-- Opening Marker --

//! Core module containing shared infrastructure components.
//!
//! This module provides the foundational building blocks for the MCP server,
//! including error handling, configuration, server lifecycle management,
//! and transport layer abstractions.

pub mod config;
pub mod error;
pub mod security;
pub mod server;
pub mod transport;

pub use config::Config;
pub use error::{Error, Result};
pub use security::{PathSecurityError, resolve_doc_path};
pub use server::ZenblocksServer;
pub use transport::{TransportConfig, TransportService};
//! Transport service - runs the configured transport.
//!
//! This service provides a unified interface for starting the MCP server
//! on its transport; today that is always STDIO.

use tracing::info;

use super::stdio::StdioTransport;
use super::{TransportConfig, TransportResult};
use crate::core::ZenblocksServer;

/// Transport service - manages the transport layer for the MCP server.
pub struct TransportService {
    config: TransportConfig,
}

impl TransportService {
    /// Create a new transport service with the given configuration.
    pub fn new(config: TransportConfig) -> Self {
        Self { config }
    }

    /// Create a transport service from environment variables.
    pub fn from_env() -> Self {
        Self::new(TransportConfig::from_env())
    }

    /// Get the transport configuration.
    pub fn config(&self) -> &TransportConfig {
        &self.config
    }

    /// Start the transport with the given MCP server.
    ///
    /// This method blocks until the transport is shut down.
    pub async fn run(self, server: ZenblocksServer) -> TransportResult<()> {
        info!("Starting transport: {}", self.config.description());

        match self.config {
            TransportConfig::Stdio => StdioTransport::run(server).await,
        }
    }
}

-- Closing Marker --

Your objective
In the material above, find every line that has the string "provides" and pull those lines out.

Solved problem
//! This module provides the foundational building blocks for the MCP server,
//! This service provides a unified interface for starting the MCP server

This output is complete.